8月9日(土)には絵を描いた中島加名のトークイベントがあり、本物のミズクラゲや海の生き物が「おでかけえのすい」(テラスモール湘南)でご覧いただけます。
越前市出身 絵本作家かこさん、未来託す思い
複製原画、下絵でたどる
静かで涼やかな会場で絵に見入る方々の姿が印象的な藤沢市アートスペースでの「かこさとし作品展 〜これまでの100年、そして未来へ〜」について、福井新聞文化面で2025年7月30日に紹介されました。
紙面には、初公開『くらげのパポちゃん』の絵を見る来場者の方の写真も掲載され、本展示の構成やそこに込められた思いを説明、「かこが歩んできた100年を絵本で振り返り、未来について考える夏にしてほしい」というメッセージを結びに伝えていただきました。
2025年7月30日 福井新聞 かこさとし作品展
展示会に設けられている越前市情報コーナー
スタンプラリーも実施中。ゆったりした時間が流れる越前市を訪れてみませんか。
かこさとしが20代半ば川崎セツルメント(ボランティア)活動を始めた頃、毎週日曜日には南武線の鹿島田駅で降り、徒歩で古市場(ふるいちば)第2公園、通称三角ひろばに向かいました。
駅前の道は雨が降るとぬかるむ中、子どもたちが絵を描いたり、ガリ版刷りの新聞に使う藁半紙を駅前のお店で買い求めて、毎週日曜日、加古自身が借りていた小さな貸家に通いました。
そのお店が現在の鹿島田駅前にある「北野書店」さんです。店さきにはそんなゆかりを伝える看板もありますし、お店近くには三角ひろばの場所を示す区の案内プレートもあります。
今はすっかり綺麗に整備された駅前ですが、鹿島田駅から三角ひろば、そして多摩川の土手を目指してかこさとしゆかりの地域を巡ってみてはいかがでしょうか。
2025年7月27日東京新聞で「北野書店」さんのことが紹介されました。
2025年7月 東京新聞
セツルメント活動で子どもたちに見せていた紙芝居が元になってできた絵本、藤沢市アートスペースで展示中
セツルメント時代の記念碑的作品。8月6日から藤沢市ギャラリーで展示予定
子どもたちが101ちゃんと言い出し題名にまでなった作品。紙芝居のタイトルは「市べえ沼の大じけん」。8月6日から藤沢市民ギャラリーで展示
かこさとしの生まれ故郷福井県越前市では長い間コウノトリの自然繁殖に取り組み、その甲斐があって今では毎年ひなが巣立つようになりました。

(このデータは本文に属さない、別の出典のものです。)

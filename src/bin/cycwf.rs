//! Workflow manager wrapper.
//!
//! Issues commands to the rocoto workflow manager binaries for every
//! configured case and control flow: advancing workflows, capturing status
//! reports, and booting or rewinding tasks for specific cycles.
use clap::{crate_version, App, AppSettings, Arg, ArgMatches, SubCommand};
use cyckit::{bail, cycles, parse_date_string};
use dirs::home_dir;
use itertools::iproduct;
use std::{
    error::Error,
    fs,
    path::PathBuf,
    process::Command,
    thread,
    time::Duration,
};

fn main() {
    if let Err(e) = run() {
        println!("error: {}", e);

        let mut err = &*e;

        while let Some(cause) = err.source() {
            println!("caused by: {}", cause);
            err = cause;
        }

        ::std::process::exit(1);
    }
}

fn run() -> Result<(), Box<dyn Error>> {
    let matches = parse_args();

    let config = Config::from_matches(&matches);

    if config.cases.is_empty() || config.flows.is_empty() {
        bail("At least one --cases and one --flows value is required.");
    }

    match matches.subcommand() {
        ("run", Some(sub_args)) => run_workflows(&config, sub_args)?,
        ("stat", Some(_)) => update_statuses(&config)?,
        ("boot", Some(sub_args)) => boot_or_rewind(&config, sub_args, "rocotoboot")?,
        ("rewind", Some(sub_args)) => boot_or_rewind(&config, sub_args, "rocotorewind")?,
        _ => unreachable!(),
    }

    Ok(())
}

fn parse_args() -> ArgMatches<'static> {
    App::new("cycwf")
        .author("Colin <cgrudzien@users.noreply.github.com>")
        .version(crate_version!())
        .about("Drive the rocoto workflow manager for the configured control flows.")
        .setting(AppSettings::SubcommandRequiredElseHelp)
        .arg(
            Arg::with_name("rocoto")
                .long("rocoto")
                .takes_value(true)
                .help("Root of the rocoto install (containing bin/).")
                .global(true),
        )
        .arg(
            Arg::with_name("settings")
                .long("settings")
                .takes_value(true)
                .help("Directory holding the .xml control flow definitions.")
                .global(true),
        )
        .arg(
            Arg::with_name("dbs")
                .long("dbs")
                .takes_value(true)
                .help("Directory holding the workflow state stores and status reports.")
                .global(true),
        )
        .arg(
            Arg::with_name("cases")
                .long("cases")
                .short("c")
                .takes_value(true)
                .multiple(true)
                .help("Case study sub directories (e.g. VD).")
                .global(true),
        )
        .arg(
            Arg::with_name("flows")
                .long("flows")
                .short("f")
                .takes_value(true)
                .multiple(true)
                .help("Control flow names, without the .xml extension.")
                .global(true),
        )
        .subcommand(
            SubCommand::with_name("run")
                .about("Advance every configured workflow, then refresh statuses.")
                .arg(
                    Arg::with_name("watch")
                        .long("watch")
                        .takes_value(true)
                        .help("Repeat forever, sleeping this many seconds between passes."),
                ),
        )
        .subcommand(
            SubCommand::with_name("stat")
                .about("Capture a status report for every configured workflow."),
        )
        .subcommand(
            SubCommand::with_name("boot")
                .about("Boot tasks for specific cycles in every configured workflow.")
                .arg(cycles_arg())
                .arg(range_arg("start", "The first cycle to boot."))
                .arg(range_arg("end", "The last cycle to boot."))
                .arg(cycle_int_arg())
                .arg(tasks_arg()),
        )
        .subcommand(
            SubCommand::with_name("rewind")
                .about("Rewind tasks for specific cycles in every configured workflow.")
                .arg(cycles_arg())
                .arg(range_arg("start", "The first cycle to rewind."))
                .arg(range_arg("end", "The last cycle to rewind."))
                .arg(cycle_int_arg())
                .arg(tasks_arg()),
        )
        .get_matches()
}

fn cycles_arg() -> Arg<'static, 'static> {
    Arg::with_name("cycles")
        .long("cycles")
        .takes_value(true)
        .multiple(true)
        .conflicts_with_all(&["start", "end"])
        .help("Explicit cycle timestamps. YYYY-MM-DDTHH:MM:SS or YYYY-MM-DD-HH")
}

fn range_arg(name: &'static str, help: &'static str) -> Arg<'static, 'static> {
    Arg::with_name(name).long(name).takes_value(true).help(help)
}

fn cycle_int_arg() -> Arg<'static, 'static> {
    Arg::with_name("cycle-int")
        .long("cycle-int")
        .takes_value(true)
        .default_value("6")
        .help("Hours between cycles when --start and --end are given.")
}

fn tasks_arg() -> Arg<'static, 'static> {
    Arg::with_name("tasks")
        .long("tasks")
        .short("t")
        .takes_value(true)
        .multiple(true)
        .required(true)
        .help("Task names to operate on (e.g. ungrib_ens_00 ungrib_ens_01).")
}

#[derive(Debug)]
struct Config {
    rocoto: PathBuf,
    settings: PathBuf,
    dbs: PathBuf,
    cases: Vec<String>,
    flows: Vec<String>,
}

impl Config {
    fn from_matches(matches: &ArgMatches) -> Config {
        let home_default = |sub: &str| {
            home_dir()
                .map(|hd| hd.join("cyckit").join(sub))
                .expect("Invalid home directory.")
        };

        Config {
            rocoto: matches
                .value_of("rocoto")
                .map(PathBuf::from)
                .unwrap_or_else(|| home_default("rocoto")),
            settings: matches
                .value_of("settings")
                .map(PathBuf::from)
                .unwrap_or_else(|| home_default("simulation_settings")),
            dbs: matches
                .value_of("dbs")
                .map(PathBuf::from)
                .unwrap_or_else(|| home_default("workflow_status")),
            cases: matches
                .values_of("cases")
                .into_iter()
                .flatten()
                .map(str::to_string)
                .collect(),
            flows: matches
                .values_of("flows")
                .into_iter()
                .flatten()
                .map(str::to_string)
                .collect(),
        }
    }

    fn workflow_xml(&self, case: &str, flow: &str) -> PathBuf {
        self.settings
            .join(case)
            .join(flow)
            .join(format!("{}.xml", flow))
    }

    fn store(&self, case: &str, flow: &str) -> PathBuf {
        self.dbs.join(format!("{}-{}.store", case, flow))
    }

    fn rocoto_bin(&self, name: &str) -> PathBuf {
        self.rocoto.join("bin").join(name)
    }
}

fn run_workflows(config: &Config, sub_args: &ArgMatches) -> Result<(), Box<dyn Error>> {
    let watch: Option<u64> = sub_args
        .value_of("watch")
        .map(|val| val.parse().unwrap_or_else(|_| bail("Could not parse --watch.")));

    loop {
        for (case, flow) in iproduct!(&config.cases, &config.flows) {
            let status = Command::new(config.rocoto_bin("rocotorun"))
                .arg("-w")
                .arg(config.workflow_xml(case, flow))
                .arg("-d")
                .arg(config.store(case, flow))
                .arg("-v")
                .arg("10")
                .status()?;

            if !status.success() {
                println!("rocotorun failed for {}/{}: {}", case, flow, status);
            }
        }

        // update workflow statuses after the pass
        update_statuses(config)?;

        match watch {
            Some(secs) => thread::sleep(Duration::from_secs(secs)),
            None => break,
        }
    }

    Ok(())
}

fn update_statuses(config: &Config) -> Result<(), Box<dyn Error>> {
    for (case, flow) in iproduct!(&config.cases, &config.flows) {
        let output = Command::new(config.rocoto_bin("rocotostat"))
            .arg("-w")
            .arg(config.workflow_xml(case, flow))
            .arg("-d")
            .arg(config.store(case, flow))
            .arg("-c")
            .arg("all")
            .output()?;

        if !output.status.success() {
            println!("rocotostat failed for {}/{}: {}", case, flow, output.status);
            continue;
        }

        let report = config
            .dbs
            .join(format!("{}-{}_workflow_status.txt", case, flow));
        fs::write(&report, &output.stdout)?;
    }

    Ok(())
}

fn boot_or_rewind(
    config: &Config,
    sub_args: &ArgMatches,
    rocoto_cmd: &str,
) -> Result<(), Box<dyn Error>> {
    let cycle_strings = cycle_arguments(sub_args)?;

    let tasks: Vec<&str> = sub_args.values_of("tasks").into_iter().flatten().collect();

    for (case, flow) in iproduct!(&config.cases, &config.flows) {
        for (cycle, task) in iproduct!(&cycle_strings, &tasks) {
            let status = Command::new(config.rocoto_bin(rocoto_cmd))
                .arg("-w")
                .arg(config.workflow_xml(case, flow))
                .arg("-d")
                .arg(config.store(case, flow))
                .arg("-c")
                .arg(cycle)
                .arg("-t")
                .arg(task)
                .status()?;

            if !status.success() {
                println!(
                    "{} failed for {}/{} at {} task {}: {}",
                    rocoto_cmd, case, flow, cycle, task, status
                );
            }
        }
    }

    update_statuses(config)
}

// rocoto takes cycle arguments in YYYYMMDDHHMM form
fn cycle_arguments(sub_args: &ArgMatches) -> Result<Vec<String>, Box<dyn Error>> {
    if sub_args.is_present("cycles") {
        return Ok(sub_args
            .values_of("cycles")
            .into_iter()
            .flatten()
            .map(|s| parse_date_string(s).format("%Y%m%d%H%M").to_string())
            .collect());
    }

    let start = match sub_args.value_of("start") {
        Some(start) => parse_date_string(start),
        None => bail("Either --cycles or --start and --end are required."),
    };
    let end = match sub_args.value_of("end") {
        Some(end) => parse_date_string(end),
        None => bail("Either --cycles or --start and --end are required."),
    };
    let cycle_int: i64 = sub_args
        .value_of("cycle-int")
        .unwrap() // Safe, this has a default.
        .parse()
        .unwrap_or_else(|_| bail("Could not parse --cycle-int."));

    let cycle_list = cycles(start, end, cycle_int)?;

    Ok(cycle_list
        .into_iter()
        .map(|c| c.format("%Y%m%d%H%M").to_string())
        .collect())
}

その取り組みに興味をもった加古が、現地におもむいて環境を整備している活動の様子を直接伺い、コウノトリがエサを取れるよう農薬を使わないたんぼを見学したのは、青々と鮮やかなイネの色が目に染みるような真夏のことでした。
こうして出版されたのが『コウノトリのコウちゃん』(2017年小峰書店)です。刊行当時は、まだ絵本に描かれているように繁殖が進みませんでしたが、しばらくするとまるで物語そのままに、次々とヒナが生まれ巣立ち、現在にいたっています。
越前市武生(たけふ)中央公園の大型遊具の支柱のてっぺんには「コウノトリのコウちゃん」が描かれた大きな看板があり、その側の「コウノトリと大空散歩」という遊具の周囲には、こうしたコウノトリ繁殖の取り組みがパネルで紹介されています。
そしてなんと!
2025年夏、コウノトリが藤沢市にも飛来したというニュースがあり、写真にはコウノトリが写っていました。
絵本のあとがきが現実になったようで嬉しく思っているところです。あとがきの一部をご紹介します。
「コウノトリが飛んできて住みたくなるようなところは、人間の生活にもよい自然と環境なので、そうした状況を守り、地球の生物がともに楽しく平和にくらせるようにとのねがいをこめて、つくりました。」
ぷかぷか漂うクラゲ
2025年7月12日の福井新聞で、越前市にある、かこさとしふるさと絵本館石石(らく)の展示について紹介されました。
この2月に出版された『くらげのパポちゃん』(講談社)は現在、藤沢市アートスペースにて初公開中ですが、パポちゃんはミズクラゲでこのミズクラゲをはじめその仲間や多くのクラゲやについての科学絵本『くらげのふしぎびっくりばなし』(2000年小峰書店)の初公開の絵などを、ふるさと絵本館では多数展示しています。(2025年9月1日まで)
他にもユーモラスなクラゲの絵がいろいろあって、小さいお子さんたちも喜ばれることでしょう。
この絵本館と藤沢市アートスペースの2展示をご覧いただくと『くらげのふしぎびっくりばなし』のほぼ全場面を見ていただけることになります。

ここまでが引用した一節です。